By Brian Otieno | May 30th 2021
Business as usual as at the Gikomba open-air market in Nairobi on April 4, 2020. [Elvis Ogina, Standard]

The 60-day extension of the nationwide dusk-to-dawn curfew elapsed yesterday, setting stage for the next round of what has been a familiar cycle for Kenyans for more than a year.

By yesterday, the government had not communicated whether or not Kenyans would still observe the curfew.

“Communication would be made in due course,” State House spokesperson Kanze Dena told Sunday Standard yesterday.

The country’s Covid-19 positivity rate stood at seven percent on Friday, with 344 people testing positive for the coronavirus out of a sample size of 4,864. The government has explained high Covid-19 infection rates as the reason behind longer curfews.

When he extended the curfew for 60 days at the onset of the third wave on March 12, President Uhuru Kenyatta announced that the positivity rate had surged to 14 percent from two in January.

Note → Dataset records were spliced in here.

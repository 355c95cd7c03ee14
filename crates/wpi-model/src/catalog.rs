use serde::{Deserialize, Serialize};
use std::fmt;

use crate::error::{ModelError, Result};

/// Value semantics of a target field. The transformer owns the per-type
/// coercion rules; validation only sees the coerced result.
#[derive(Debug, Clone, Copy, PartialEq, Eq, Hash, Serialize, Deserialize)]
#[serde(rename_all = "snake_case")]
pub enum FieldType {
    /// Trimmed free text; empty input coerces to null.
    Text,
    /// Finite floating point; unparseable input coerces to null.
    Number,
    /// true/yes/1/y and false/no/0/n, case-insensitive.
    Boolean,
    /// Delimited list split on comma, pipe or semicolon.
    Array,
    /// One of the fixed category names, with "Other" as the fallback.
    Category,
    /// $ / $$ / $$$ or the numeric tiers 1-3, defaulting to $$.
    Price,
}

/// Display grouping for the mapping and preview screens.
#[derive(Debug, Clone, Copy, PartialEq, Eq, Hash, PartialOrd, Ord, Serialize, Deserialize)]
#[serde(rename_all = "snake_case")]
pub enum FieldGroup {
    Basic,
    Location,
    Contact,
    External,
    Entrance,
}

impl FieldGroup {
    pub const ALL: [FieldGroup; 5] = [
        FieldGroup::Basic,
        FieldGroup::Location,
        FieldGroup::Contact,
        FieldGroup::External,
        FieldGroup::Entrance,
    ];

    #[must_use]
    pub fn as_str(&self) -> &'static str {
        match self {
            FieldGroup::Basic => "Basic",
            FieldGroup::Location => "Location",
            FieldGroup::Contact => "Contact",
            FieldGroup::External => "External",
            FieldGroup::Entrance => "Entrance",
        }
    }
}

impl fmt::Display for FieldGroup {
    fn fmt(&self, f: &mut fmt::Formatter<'_>) -> fmt::Result {
        write!(f, "{}", self.as_str())
    }
}

/// One entry of the fixed target schema.
#[derive(Debug, Clone, Copy, PartialEq, Eq)]
pub struct TargetField {
    pub key: &'static str,
    pub label: &'static str,
    pub group: FieldGroup,
    pub field_type: FieldType,
    pub required: bool,
    /// Recognized source-column spellings, matched punctuation-insensitively.
    pub aliases: &'static [&'static str],
}

const fn field(
    key: &'static str,
    label: &'static str,
    group: FieldGroup,
    field_type: FieldType,
    required: bool,
    aliases: &'static [&'static str],
) -> TargetField {
    TargetField {
        key,
        label,
        group,
        field_type,
        required,
        aliases,
    }
}

/// The import schema in display order. Order matters: auto-mapping resolves
/// column collisions in favor of the first field in this list.
const STANDARD_FIELDS: &[TargetField] = &[
    field(
        "name",
        "Name",
        FieldGroup::Basic,
        FieldType::Text,
        true,
        &["name", "place name", "title", "venue", "location name"],
    ),
    field(
        "category",
        "Category",
        FieldGroup::Basic,
        FieldType::Category,
        false,
        &["category", "type", "place type", "kind"],
    ),
    field(
        "description",
        "Description",
        FieldGroup::Basic,
        FieldType::Text,
        false,
        &["description", "about", "summary", "notes"],
    ),
    field(
        "amenities",
        "Amenities",
        FieldGroup::Basic,
        FieldType::Array,
        false,
        &["amenities", "features", "facilities", "tags"],
    ),
    field(
        "price_level",
        "Price level",
        FieldGroup::Basic,
        FieldType::Price,
        false,
        &["price level", "price", "price tier", "cost"],
    ),
    field(
        "wheelchair_accessible",
        "Wheelchair accessible",
        FieldGroup::Basic,
        FieldType::Boolean,
        false,
        &["wheelchair accessible", "accessible", "ada", "wheelchair"],
    ),
    field(
        "latitude",
        "Latitude",
        FieldGroup::Location,
        FieldType::Number,
        true,
        &["latitude", "lat", "y coord"],
    ),
    field(
        "longitude",
        "Longitude",
        FieldGroup::Location,
        FieldType::Number,
        true,
        &["longitude", "lon", "lng", "long", "x coord"],
    ),
    field(
        "address",
        "Address",
        FieldGroup::Location,
        FieldType::Text,
        false,
        &["address", "street address", "street"],
    ),
    field(
        "city",
        "City",
        FieldGroup::Location,
        FieldType::Text,
        false,
        &["city", "town", "locality"],
    ),
    field(
        "country",
        "Country",
        FieldGroup::Location,
        FieldType::Text,
        false,
        &["country", "country code", "nation"],
    ),
    field(
        "phone",
        "Phone",
        FieldGroup::Contact,
        FieldType::Text,
        false,
        &["phone", "phone number", "telephone", "tel"],
    ),
    field(
        "email",
        "Email",
        FieldGroup::Contact,
        FieldType::Text,
        false,
        &["email", "e mail", "email address"],
    ),
    field(
        "website",
        "Website",
        FieldGroup::Contact,
        FieldType::Text,
        false,
        &["website", "url", "web", "homepage"],
    ),
    field(
        "external_id",
        "External ID",
        FieldGroup::External,
        FieldType::Text,
        false,
        &["external id", "source id", "ref", "reference id"],
    ),
    field(
        "source_url",
        "Source URL",
        FieldGroup::External,
        FieldType::Text,
        false,
        &["source url", "listing url", "origin url"],
    ),
    field(
        "entrances",
        "Entrances",
        FieldGroup::Entrance,
        FieldType::Array,
        false,
        &["entrances", "entrance list", "access points"],
    ),
];

/// Fallback category for unrecognized input.
pub const OTHER_CATEGORY: &str = "Other";

/// Fixed category names. Matching is case-insensitive and exact; anything
/// else lands on [`OTHER_CATEGORY`].
pub const CATEGORIES: &[&str] = &[
    "Restaurant",
    "Cafe",
    "Bar",
    "Park",
    "Museum",
    "Hotel",
    "Shop",
    "Beach",
    "Viewpoint",
    "Campground",
    OTHER_CATEGORY,
];

/// The fixed, ordered registry of target fields.
#[derive(Debug, Clone, Copy)]
pub struct FieldCatalog {
    fields: &'static [TargetField],
}

impl FieldCatalog {
    #[must_use]
    pub const fn standard() -> Self {
        FieldCatalog {
            fields: STANDARD_FIELDS,
        }
    }

    /// Registry over a caller-supplied field list.
    #[must_use]
    pub const fn from_fields(fields: &'static [TargetField]) -> Self {
        FieldCatalog { fields }
    }

    #[must_use]
    pub fn fields(&self) -> &'static [TargetField] {
        self.fields
    }

    #[must_use]
    pub fn field(&self, key: &str) -> Option<&'static TargetField> {
        self.fields.iter().find(|f| f.key == key)
    }

    pub fn require(&self, key: &str) -> Result<&'static TargetField> {
        self.field(key)
            .ok_or_else(|| ModelError::UnknownField(key.to_string()))
    }

    pub fn required_fields(&self) -> impl Iterator<Item = &'static TargetField> + '_ {
        self.fields.iter().filter(|f| f.required)
    }

    #[must_use]
    pub fn group_fields(&self, group: FieldGroup) -> Vec<&'static TargetField> {
        self.fields.iter().filter(|f| f.group == group).collect()
    }
}

impl Default for FieldCatalog {
    fn default() -> Self {
        Self::standard()
    }
}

“The containment measures we have instituted today and all the interventions that the government has made over the last 14 months are geared towards responding to the unprecedented health threat that has gripped the world,” said the president.

However, the World Health Organisation warned that such measures were unsustainable, given that Covid-19 was projected to last longer than expected.

In light of this, many countries across the world have focused on other containment measures such as vaccinating their populations.

However, the less than one million people vaccinated in Kenya is a drop in the ocean for the country to attain herd immunity.

Speaking to Sunday Standard, Health Chief Administrative Secretary Mercy Mwangangi seemingly endorsed the curfew to fight the pandemic, saying, “It has had a lot of value.”